Lines 307–571: Cymbeline and Innogen lovingly reunite, and Cymbeline questions Cloten’s disappearance. Pisanio tells of Cloten’s leaving for Milford Haven in pursuit of Innogen and Posthumus, and Guiderius finishes the story. Cymbeline, filled with regret because he still admires the young warrior, has no choice but to sentence him to death for killing a prince. Belarius intercedes, telling Cymbeline that the young man is “better than the man he slew,” confessing that he is the banished Belarius, disguised as Morgan, and that the young men with him are Cymbeline’s sons, whom he raised these twenty years. Cymbeline is at first incredulous, but upon seeing the star-shaped birthmark he remembers upon Guiderius’ neck, all doubt is removed, and, overcome with joy, he pardons Belarius and is tearfully reunited with his sons. The boys and Innogen now realize why they felt such a natural bond with each other. Innogen has Caius Lucius freed, and Posthumus, after forgiving Iachimo, calls upon the Soothsayer to interpret the strange tablet he found in his jail cell. The prophecy relates to what has just taken place; to Posthumus findingInnogen again, and to Cymbeline’s sons being “jointed” back onto the royal family tree, ensuring the continued stability of the realm. “Pardon’s the word to all,” Cymbeline declares, and even promises to continue paying the tribute to Rome as a sign of mutual respect. All go in together to celebrate and to make offerings to the gods who have ensured that everything has ended in “peace.”

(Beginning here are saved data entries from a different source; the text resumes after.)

//! Disk image builder.
//!
//! Produces a GPT disk image with separate boot, EFI system and root partitions
//! and the OS tree deployed on root. Raw images can be converted to qcow2 or vmdk.

use anyhow::{Context as _, Result};
use log::{debug, info, warn};
use std::fs;
use std::io;
use std::path::{Path, PathBuf};

use super::bootloader::{vendor_redirect_cfg, DISK_GRUB_CFG};
use super::deploy::{deploy_tree, label, prepare_var};
use super::filesystem::{create_sparse_file, mkfs_ext4, mkfs_fat};
use super::partition::{self, PartitionPlan, BOOT_LABEL, EFI_LABEL, ROOT_LABEL};
use super::scope::{partition_device, LoopDevice, Mount, MountOpts, ScopeStack, Workspace};
use super::tools::{Tool, ToolRunner};
use super::tree::Tree;
use super::{BuildError, BuildOpts, Pipeline, Step, Steps};

/// Disk image build context.
///
/// Fields drop in declaration order: acquired resources are released before
/// the workspace holding them is removed.
pub struct DiskBuildContext<'a> {
    opts: &'a BuildOpts,
    runner: &'a dyn ToolRunner,
    tree: Tree<'a>,
    plan: PartitionPlan,
    commit: Option<String>,
    image: Option<PathBuf>,
    loopdev: Option<PathBuf>,
    mountpoints: Vec<PathBuf>,
    deployroot: Option<PathBuf>,
    scopes: ScopeStack<'a>,
    workspace: Workspace,
}

impl<'a> DiskBuildContext<'a> {
    /// Create context and workspace for given build options.
    pub fn from_opts(opts: &'a BuildOpts, runner: &'a dyn ToolRunner) -> Result<Self> {
        let workspace = Workspace::create(&opts.workdir)?;
        Ok(Self {
            opts,
            runner,
            tree: Tree::new(runner, &opts.manifest, &opts.arch, &opts.workdir),
            plan: PartitionPlan::for_arch(&opts.arch),
            commit: None,
            image: None,
            loopdev: None,
            mountpoints: Vec::new(),
            deployroot: None,
            scopes: ScopeStack::new(),
            workspace,
        })
    }

    fn commit(&self, action: &str) -> Result<String, BuildError> {
        self.commit
            .clone()
            .ok_or_else(|| BuildError::invalid_context(action, "commit"))
    }

    fn image(&self, action: &str) -> Result<PathBuf, BuildError> {
        self.image
            .clone()
            .ok_or_else(|| BuildError::invalid_context(action, "image file"))
    }

    fn loopdev(&self, action: &str) -> Result<PathBuf, BuildError> {
        self.loopdev
            .clone()
            .ok_or_else(|| BuildError::invalid_context(action, "loop device"))
    }

    fn rootdir(&self) -> PathBuf {
        self.workspace.join("root")
    }

    fn bootdir(&self) -> PathBuf {
        self.rootdir().join("boot")
    }

    fn efidir(&self) -> PathBuf {
        self.bootdir().join("efi")
    }
}

struct MirrorTree;

impl Step<DiskBuildContext<'_>> for MirrorTree {
    fn name(&self) -> &'static str {
        "mirror OS tree"
    }

    fn run(&mut self, ctx: &mut DiskBuildContext<'_>) -> Result<()> {
        super::prepare_tree(&ctx.tree, &ctx.opts.manifest.remote_url)
    }
}

struct ResolveCommit;

impl Step<DiskBuildContext<'_>> for ResolveCommit {
    fn name(&self) -> &'static str {
        "resolve commit"
    }

    fn run(&mut self, ctx: &mut DiskBuildContext<'_>) -> Result<()> {
        let commit = ctx.tree.resolve_commit()?;
        info!("building {} ({})", ctx.tree.main_ref(), commit);
        ctx.commit = Some(commit);
        Ok(())
    }
}

struct AllocateImage;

SHAKESPEARE’S CAREER IN THE THEATER
BEGINNINGS
William Shakespeare was an extraordinarily intelligent man who was born and died in an ordinary market town in the English Midlands. He lived an uneventful life in an eventful age. Born in April 1564, he was the eldest son of John Shakespeare, a glove maker who was prominent on the town council until he fell into financial difficulties. Young William was educated at the local grammar in Stratford-upon-Avon, Warwickshire, where he gained a thorough grounding in the Latin language, the art of rhetoric, and classical poetry. He married Ann Hathaway and had three children (Susanna, then the twins Hamnet and Judith) before his twenty-first birthday: an exceptionally young age for the period. We do not know how he supported his family in the mid-1580s.

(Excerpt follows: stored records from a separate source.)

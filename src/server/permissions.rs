use std::sync::Arc;

use axum::{
    Json,
    extract::{Path, State},
    http::StatusCode,
};

use crate::auth::{CredentialHasher, CurrentUser, access};
use crate::permissions::{
    self, NewUser, PermissionUpdate, UserWithPermissions,
};
use crate::server::AppState;
use crate::server::dto::PermissionOverview;
use crate::server::response::{ApiError, ApiResponse};
use crate::types::Page;

pub async fn overview(
    CurrentUser(user): CurrentUser,
    State(state): State<Arc<AppState>>,
) -> Result<Json<ApiResponse<PermissionOverview>>, ApiError> {
    let store = state.store.as_ref();
    access::require_page(store, &user, Page::Permissions, false)?;

    let mut users = Vec::new();
    for u in store.list_users()? {
        users.push(permissions::resolve_user(store, &u)?);
    }
    let teams = store.list_teams()?;

    Ok(Json(ApiResponse::success(PermissionOverview {
        users,
        teams,
    })))
}

pub async fn create_user(
    CurrentUser(user): CurrentUser,
    State(state): State<Arc<AppState>>,
    Json(req): Json<NewUser>,
) -> Result<(StatusCode, Json<ApiResponse<UserWithPermissions>>), ApiError> {
    let store = state.store.as_ref();
    access::require_page(store, &user, Page::Permissions, true)?;

    let hasher = CredentialHasher::new();
    let created = permissions::create_user_with_permissions(store, &hasher, &req)?;

    Ok((StatusCode::CREATED, Json(ApiResponse::success(created))))
}

pub async fn update_user(
    CurrentUser(user): CurrentUser,
    State(state): State<Arc<AppState>>,
    Path(user_id): Path<i64>,
    Json(req): Json<PermissionUpdate>,
) -> Result<Json<ApiResponse<UserWithPermissions>>, ApiError> {
    let store = state.store.as_ref();
    access::require_page(store, &user, Page::Permissions, true)?;

    let hasher = CredentialHasher::new();
    let updated = permissions::apply_permission_update(store, &hasher, user_id, &req)?;

    Ok(Json(ApiResponse::success(updated)))
}
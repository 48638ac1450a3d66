use std::sync::Arc;

use axum::{
    Json,
    extract::FromRequestParts,
    http::{StatusCode, header::AUTHORIZATION, request::Parts},
    response::{IntoResponse, Response},
};
use serde_json::json;

use crate::server::AppState;
use crate::types::User;

/// Extractor that requires a valid session. Session validity is
/// re-evaluated on every call: the token's embedded version must still
/// match the stored token_version, so a credential rotation takes effect
/// immediately.
pub struct CurrentUser(pub User);

#[derive(Debug)]
pub enum AuthError {
    MissingAuth,
    InvalidScheme,
    InvalidToken,
    InternalError,
}

impl IntoResponse for AuthError {
    fn into_response(self) -> Response {
        let (status, message) = match self {
            AuthError::MissingAuth => (StatusCode::UNAUTHORIZED, "unauthenticated"),
            AuthError::InvalidScheme => (StatusCode::UNAUTHORIZED, "unauthenticated"),
            AuthError::InvalidToken => (StatusCode::UNAUTHORIZED, "unauthenticated"),
            AuthError::InternalError => (StatusCode::INTERNAL_SERVER_ERROR, "internal"),
        };

        let body = json!({ "data": null, "error": message });

        let mut response = (status, Json(body)).into_response();

        if status == StatusCode::UNAUTHORIZED {
            response.headers_mut().insert(
                "WWW-Authenticate",
                "Bearer realm=\"rosterd\"".parse().unwrap(),
            );
        }

        response
    }
}

impl FromRequestParts<Arc<AppState>> for CurrentUser {
    type Rejection = AuthError;

    async fn from_request_parts(
        parts: &mut Parts,
        state: &Arc<AppState>,
    ) -> Result<Self, Self::Rejection> {
        let auth_header = parts
            .headers
            .get(AUTHORIZATION)
            .and_then(|h| h.to_str().ok());

        let raw_token = match auth_header {
            Some(header) if header.starts_with("Bearer ") => {
                header.strip_prefix("Bearer ").unwrap()
            }
            Some(_) => return Err(AuthError::InvalidScheme),
            None => return Err(AuthError::MissingAuth),
        };

        let claims = state
            .signer
            .verify(raw_token)
            .ok_or(AuthError::InvalidToken)?;

        let user = state
            .store
            .get_user(claims.sub)
            .map_err(|_| AuthError::InternalError)?
            .ok_or(AuthError::InvalidToken)?;

        if !user.is_active || user.token_version != claims.ver {
            return Err(AuthError::InvalidToken);
        }

        Ok(CurrentUser(user))
    }
}
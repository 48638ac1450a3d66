use thiserror::Error;

/// Error kinds surfaced to callers. The string payloads of `Conflict` and
/// `InvalidInput` are stable machine-readable codes, not prose.
#[derive(Debug, Error)]
pub enum Error {
    #[error("database error: {0}")]
    Database(#[from] rusqlite::Error),

    #[error("io error: {0}")]
    Io(#[from] std::io::Error),

    #[error("invalid configuration: {0}")]
    Config(String),

    #[error("unauthenticated")]
    Unauthenticated,

    #[error("forbidden")]
    Forbidden,

    #[error("not_found")]
    NotFound,

    #[error("team_not_found")]
    TeamNotFound,

    #[error("{0}")]
    Conflict(&'static str),

    #[error("{0}")]
    InvalidInput(&'static str),
}

impl Error {
    /// Stable wire code for this error, as exposed in API responses.
    #[must_use]
    pub fn code(&self) -> &str {
        match self {
            Error::Database(_) | Error::Io(_) | Error::Config(_) => "internal",
            Error::Unauthenticated => "unauthenticated",
            Error::Forbidden => "forbidden",
            Error::NotFound => "not_found",
            Error::TeamNotFound => "team_not_found",
            Error::Conflict(code) | Error::InvalidInput(code) => code,
        }
    }
}

pub type Result<T> = std::result::Result<T, Error>;
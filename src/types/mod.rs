mod models;
mod permission;

pub use models::*;
pub use permission::{AccessLevel, Page, PageCapability};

Like many clever country boys, he moved to the city in order to make his way in the world. Like many creative people, he found a career in the entertainment business. Public playhouses and professional full-time acting companies reliant on the market for their income were born in Shakespeare’s childhood. When he arrived in London as a man, sometime in the late 1580s, a new phenomenon was in the making: the actor who is so successful that he becomes a “star.” The word did not exist in its modern sense, but the pattern is recognizable: audiences went to the theater not so much to see a particular show as to witness the comedian Richard Tarlton or the dramatic actor Edward Alleyn.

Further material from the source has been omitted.